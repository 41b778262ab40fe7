use crate::RawLock;
use core::hint::spin_loop;
use core::sync::atomic::{AtomicUsize, Ordering};

/// FIFO ticket lock with contention counters.
///
/// Waiters are served strictly in the order they drew their ticket, so no
/// core starves behind others hammering the same zone.
#[derive(Default)]
pub struct RawTicket {
    next: AtomicUsize,
    owner: AtomicUsize,
    acquisitions: AtomicUsize,
    contended: AtomicUsize,
}

/// Snapshot of a [`RawTicket`]'s counters.
#[derive(Copy, Clone, Debug, Default, Eq, PartialEq)]
pub struct LockStats {
    /// Total number of successful acquisitions.
    pub acquisitions: usize,
    /// Acquisitions that found the lock held and had to wait.
    pub contended: usize,
}

impl RawTicket {
    #[must_use]
    pub const fn new() -> Self {
        Self {
            next: AtomicUsize::new(0),
            owner: AtomicUsize::new(0),
            acquisitions: AtomicUsize::new(0),
            contended: AtomicUsize::new(0),
        }
    }

    #[inline]
    pub fn stats(&self) -> LockStats {
        LockStats {
            acquisitions: self.acquisitions.load(Ordering::Relaxed),
            contended: self.contended.load(Ordering::Relaxed),
        }
    }
}

// SAFETY: tickets are unique, and only the holder of ticket `owner` proceeds.
unsafe impl RawLock for RawTicket {
    #[inline]
    fn lock(&self) {
        let ticket = self.next.fetch_add(1, Ordering::Relaxed);
        if self.owner.load(Ordering::Acquire) != ticket {
            self.contended.fetch_add(1, Ordering::Relaxed);
            while self.owner.load(Ordering::Acquire) != ticket {
                spin_loop();
            }
        }
        self.acquisitions.fetch_add(1, Ordering::Relaxed);
    }

    #[inline]
    fn try_lock(&self) -> bool {
        let owner = self.owner.load(Ordering::Relaxed);
        let claimed = self
            .next
            .compare_exchange(owner, owner + 1, Ordering::Acquire, Ordering::Relaxed)
            .is_ok();
        if claimed {
            self.acquisitions.fetch_add(1, Ordering::Relaxed);
        }
        claimed
    }

    #[inline]
    fn is_locked(&self) -> bool {
        self.next.load(Ordering::Relaxed) != self.owner.load(Ordering::Relaxed)
    }

    #[inline]
    unsafe fn unlock(&self) {
        // Only the holder writes `owner`.
        let served = self.owner.load(Ordering::Relaxed);
        self.owner.store(served + 1, Ordering::Release);
    }
}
+===+
EXERCISE DETAILS
Tally the lines of the material in which the string "derive" occurs, and present only that tally.

RESULT
2